Forscher-ABC

wie Doktor
Berlin.Einen Doktor kennt jeder. Da muss man schließlich hin, wenn man krank ist oder etwas wehtut. Es gibt aber auch Doktoren, die haben überhaupt keine Ahnung von Krankheiten und von Medizin. Zum Beispiel ein Doktor der Musikwissenschaft. Oder ein Doktor der Mathematik. Solche Doktoren haben dafür viel Ahnung von Musikwissenschaft. Oder eben von Mathematik.

Wer so ein Doktor werden will, muss erst einmal lange studieren. Und nach dem Abschluss des Studiums noch mehrere Jahre weiter forschen. Man sagt dazu auch: Promovieren. Forschen kann man zum Beispiel in einem Labor. Oder in der Bibliothek, wo man Bücher studiert. Beim Promovieren hilft den Studenten der "Doktorvater" oder die "Doktormutter". So nennt man die Betreuer der Universität.

Am Ende müssen die Promotions-Studenten meistens eine Doktor-Arbeit schreiben. Darin steht, was sie erforscht haben.
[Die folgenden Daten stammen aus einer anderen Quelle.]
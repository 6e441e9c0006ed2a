//! Task data model.
//!
//! A task is a deadline-bound commitment, solo or shared with a group.
//! The nested collections (`members`, `updates`, `subtasks`,
//! `focus_sessions`) keep insertion order; ordering for display is a view
//! concern. The `completed` flag is the only lifecycle state trusted from
//! storage; see [`crate::status`] for how the rest is derived.

use chrono::{DateTime, Duration, Utc};
use serde::{Deserialize, Serialize};
use uuid::Uuid;

use crate::identity::Identity;

/// Whether a task is worked alone or with a group.
#[derive(Debug, Clone, Copy, PartialEq, Eq, Serialize, Deserialize)]
#[serde(rename_all = "snake_case")]
pub enum TaskKind {
    Solo,
    Group,
}

impl std::fmt::Display for TaskKind {
    fn fmt(&self, f: &mut std::fmt::Formatter<'_>) -> std::fmt::Result {
        match self {
            TaskKind::Solo => f.write_str("solo"),
            TaskKind::Group => f.write_str("group"),
        }
    }
}

/// A member of a group task.
#[derive(Debug, Clone, PartialEq, Eq, Serialize, Deserialize)]
pub struct GroupMember {
    pub id: String,
    pub name: String,
    pub joined_at: DateTime<Utc>,
}

/// A progress note posted during the execution window.
#[derive(Debug, Clone, PartialEq, Eq, Serialize, Deserialize)]
pub struct TaskUpdate {
    pub id: String,
    pub user_id: String,
    pub user_name: String,
    pub content: String,
    pub timestamp: DateTime<Utc>,
}

/// A checkable step toward the commitment.
#[derive(Debug, Clone, PartialEq, Eq, Serialize, Deserialize)]
pub struct Subtask {
    pub id: String,
    pub title: String,
    pub completed: bool,
}

/// One time-boxed work interval logged against the task.
#[derive(Debug, Clone, PartialEq, Eq, Serialize, Deserialize)]
pub struct FocusSession {
    pub id: String,
    pub start_time: DateTime<Utc>,
    pub end_time: DateTime<Utc>,
    /// Duration in seconds
    pub duration: i64,
    pub completed: bool,
}

/// A deadline-bound commitment.
#[derive(Debug, Clone, PartialEq, Serialize, Deserialize)]
pub struct Task {
    pub id: String,
    pub title: String,
    #[serde(default)]
    pub description: String,
    /// Immutable once set: the user-authored statement of the deliverable.
    #[serde(default, skip_serializing_if = "Option::is_none")]
    pub commitment: Option<String>,
    pub kind: TaskKind,
    /// True once the task was explicitly completed. Terminal.
    #[serde(default)]
    pub completed: bool,
    pub deadline: DateTime<Utc>,
    pub created_at: DateTime<Utc>,
    pub creator_id: String,
    pub creator_name: String,
    /// Invite link, present iff `kind == Group`.
    #[serde(default, skip_serializing_if = "Option::is_none")]
    pub group_link: Option<String>,
    /// Present iff `kind == Group`; the creator is always the first entry.
    #[serde(default, skip_serializing_if = "Vec::is_empty")]
    pub members: Vec<GroupMember>,
    #[serde(default, skip_serializing_if = "Vec::is_empty")]
    pub updates: Vec<TaskUpdate>,
    #[serde(default, skip_serializing_if = "Vec::is_empty")]
    pub subtasks: Vec<Subtask>,
    #[serde(default, skip_serializing_if = "Vec::is_empty")]
    pub focus_sessions: Vec<FocusSession>,
    /// Self-reported progress, 0-100.
    #[serde(default, skip_serializing_if = "Option::is_none")]
    pub manual_progress: Option<u8>,
}

impl Task {
    /// Build a new task record. Group tasks seed the member roster with the
    /// creator; validation of title and deadline happens in the store.
    #[allow(clippy::too_many_arguments)]
    pub fn new(
        title: &str,
        description: &str,
        commitment: Option<String>,
        kind: TaskKind,
        deadline: DateTime<Utc>,
        creator: &Identity,
        created_at: DateTime<Utc>,
        group_link: Option<String>,
    ) -> Self {
        let members = match kind {
            TaskKind::Group => vec![GroupMember {
                id: creator.id.clone(),
                name: creator.name.clone(),
                joined_at: created_at,
            }],
            TaskKind::Solo => Vec::new(),
        };

        Self {
            id: Uuid::new_v4().to_string(),
            title: title.to_string(),
            description: description.to_string(),
            commitment,
            kind,
            completed: false,
            deadline,
            created_at,
            creator_id: creator.id.clone(),
            creator_name: creator.name.clone(),
            group_link,
            members,
            updates: Vec::new(),
            subtasks: Vec::new(),
            focus_sessions: Vec::new(),
            manual_progress: None,
        }
    }

    pub fn is_member(&self, user_id: &str) -> bool {
        self.members.iter().any(|m| m.id == user_id)
    }

    pub fn subtask(&self, subtask_id: &str) -> Option<&Subtask> {
        self.subtasks.iter().find(|s| s.id == subtask_id)
    }

    pub fn subtasks_done(&self) -> usize {
        self.subtasks.iter().filter(|s| s.completed).count()
    }

    /// Total seconds of logged focus work.
    pub fn total_focus_seconds(&self) -> i64 {
        self.focus_sessions.iter().map(|s| s.duration).sum()
    }

    /// Progress summary: the self-reported value wins; otherwise the
    /// completed-subtask fraction; otherwise zero.
    pub fn progress_percent(&self) -> u8 {
        if let Some(value) = self.manual_progress {
            return value.min(100);
        }
        if self.subtasks.is_empty() {
            return 0;
        }
        let done = self.subtasks_done() as u64;
        ((done * 100) / self.subtasks.len() as u64) as u8
    }

    /// Time left until the deadline, clamped at zero once passed.
    pub fn time_remaining(&self, now: DateTime<Utc>) -> Duration {
        let left = self.deadline - now;
        if left < Duration::zero() {
            Duration::zero()
        } else {
            left
        }
    }
}

/// The persisted shape of `tasks.json`: the whole collection.
#[derive(Debug, Clone, Default, Serialize, Deserialize)]
pub struct TaskCollection {
    #[serde(default)]
    pub tasks: Vec<Task>,
}

impl TaskCollection {
    pub fn get(&self, task_id: &str) -> Option<&Task> {
        self.tasks.iter().find(|t| t.id == task_id)
    }

    pub fn get_mut(&mut self, task_id: &str) -> Option<&mut Task> {
        self.tasks.iter_mut().find(|t| t.id == task_id)
    }
}
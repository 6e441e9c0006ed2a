//! Shared output formatting for dg CLI commands.

use serde::Serialize;

use crate::error::Result;

pub const SCHEMA_VERSION: &str = "dg.v1";

#[derive(Debug, Clone, Copy)]
pub struct OutputOptions {
    pub json: bool,
    pub quiet: bool,
}

#[derive(Debug, Clone)]
pub struct HumanOutput {
    header: String,
    summary: Vec<(String, String)>,
    details: Vec<String>,
    warnings: Vec<String>,
    next_steps: Vec<String>,
}

impl HumanOutput {
    pub fn new(header: impl Into<String>) -> Self {
        Self {
            header: header.into(),
            summary: Vec::new(),
            details: Vec::new(),
            warnings: Vec::new(),
            next_steps: Vec::new(),
        }
    }

    pub fn push_summary(&mut self, key: impl Into<String>, value: impl Into<String>) {
        self.summary.push((key.into(), value.into()));
    }

    pub fn push_detail(&mut self, value: impl Into<String>) {
        self.details.push(value.into());
    }

    pub fn push_warning(&mut self, value: impl Into<String>) {
        self.warnings.push(value.into());
    }

    pub fn push_next_step(&mut self, value: impl Into<String>) {
        self.next_steps.push(value.into());
    }
}

pub fn emit_success<T: Serialize>(
    options: OutputOptions,
    command: &str,
    data: &T,
    human: Option<&HumanOutput>,
) -> Result<()> {
    if options.json {
        let warnings = human.map(|h| h.warnings.clone()).unwrap_or_default();
        let next_steps = human.map(|h| h.next_steps.clone()).unwrap_or_default();

        #[derive(Serialize)]
        struct Envelope<'a, T: Serialize> {
            schema_version: &'static str,
            command: &'a str,
            status: &'static str,
            data: &'a T,
            #[serde(skip_serializing_if = "Vec::is_empty")]
            warnings: Vec<String>,
            #[serde(skip_serializing_if = "Vec::is_empty")]
            next_steps: Vec<String>,
        }

        let payload = Envelope {
            schema_version: SCHEMA_VERSION,
            command,
            status: "success",
            data,
            warnings,
            next_steps,
        };

        println!("{}", serde_json::to_string_pretty(&payload)?);
        return Ok(());
    }

    if options.quiet {
        return Ok(());
    }

    if let Some(human) = human {
        println!("{}", format_human(human));
    }

    Ok(())
}

pub fn emit_error(command: &str, err: &crate::error::Error, json: bool) -> Result<()> {
    let next_steps = error_next_steps(err);
    let hint = next_steps.first().map(|step| step.as_str());
    if json {
        #[derive(Serialize)]
        struct ErrorBody<'a> {
            message: &'a str,
            code: i32,
            kind: &'static str,
            #[serde(skip_serializing_if = "Option::is_none")]
            details: Option<serde_json::Value>,
        }

        #[derive(Serialize)]
        struct Envelope<'a> {
            schema_version: &'static str,
            command: &'a str,
            status: &'static str,
            error: ErrorBody<'a>,
            #[serde(skip_serializing_if = "Vec::is_empty")]
            next_steps: Vec<String>,
        }

        let payload = Envelope {
            schema_version: SCHEMA_VERSION,
            command,
            status: "error",
            error: ErrorBody {
                message: &err.to_string(),
                code: err.exit_code(),
                kind: error_kind(err),
                details: err.details(),
            },
            next_steps,
        };

        println!("{}", serde_json::to_string_pretty(&payload)?);
        return Ok(());
    }

    eprintln!("error: {err}");
    if let Some(hint) = hint {
        eprintln!("hint: {hint}");
    }
    Ok(())
}

pub fn format_human(output: &HumanOutput) -> String {
    let mut lines = Vec::new();
    lines.push(output.header.clone());

    push_summary(&mut lines, &output.summary);
    push_section(&mut lines, "Details", &output.details);
    push_section(&mut lines, "Warnings", &output.warnings);
    push_section(&mut lines, "Next steps", &output.next_steps);

    lines.join("\n")
}

pub fn infer_command_name_from_args() -> String {
    let mut args = std::env::args().skip(1);
    let mut command = None;
    let mut subcommand = None;

    for arg in args.by_ref() {
        if arg.starts_with('-') {
            continue;
        }
        command = Some(arg);
        break;
    }

    let command = match command {
        Some(cmd) => cmd,
        None => return "dg".to_string(),
    };

    if command == "subtask" {
        for arg in args {
            if arg.starts_with('-') {
                continue;
            }
            subcommand = Some(arg);
            break;
        }
    }

    if let Some(sub) = subcommand {
        format!("{command} {sub}")
    } else {
        command
    }
}

fn error_kind(err: &crate::error::Error) -> &'static str {
    match err.exit_code() {
        2 => "user_error",
        3 => "gate_blocked",
        _ => "operation_failed",
    }
}

fn error_next_steps(err: &crate::error::Error) -> Vec<String> {
    use crate::error::Error;

    match err {
        Error::TaskNotFound(_) => vec!["dg list --all".to_string()],
        Error::SubtaskNotFound { task, .. } => vec![format!("dg show {task}")],
        Error::GateBlocked { task, .. } => vec![format!("dg show {task}")],
        Error::NotAGroupTask(_) => {
            vec!["dg new <title> --group --in <duration>".to_string()]
        }
        Error::NoDataDir => vec!["set DG_DATA_DIR or pass --data-dir".to_string()],
        _ => Vec::new(),
    }
}

fn push_summary(lines: &mut Vec<String>, summary: &[(String, String)]) {
    if summary.is_empty() {
        return;
    }

    lines.push(String::new());
    lines.push("Summary:".to_string());
    for (key, value) in summary {
        if value.is_empty() {
            lines.push(format!("- {key}"));
        } else {
            lines.push(format!("- {key}: {value}"));
        }
    }
}

fn push_section(lines: &mut Vec<String>, title: &str, items: &[String]) {
    if items.is_empty() {
        return;
    }

    lines.push(String::new());
    lines.push(format!("{title}:"));
    for item in items {
        lines.push(format!("- {item}"));
    }
}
Die Arbeit wird von mehreren Prüfern genau durchgelesen: Ist auch alles richtig? Hat der Kandidat etwas Neues herausgefunden? So etwas zum Beispiel.

Dann gibt es noch eine mündliche Prüfung. Da löchern die Prüfer den Prüfling noch einmal so richtig. Am Ende gibt es eine Note, so ähnlich wie in der Schule. Wer bestanden hat, darf sich dann Doktor nennen. Endlich! (dpa)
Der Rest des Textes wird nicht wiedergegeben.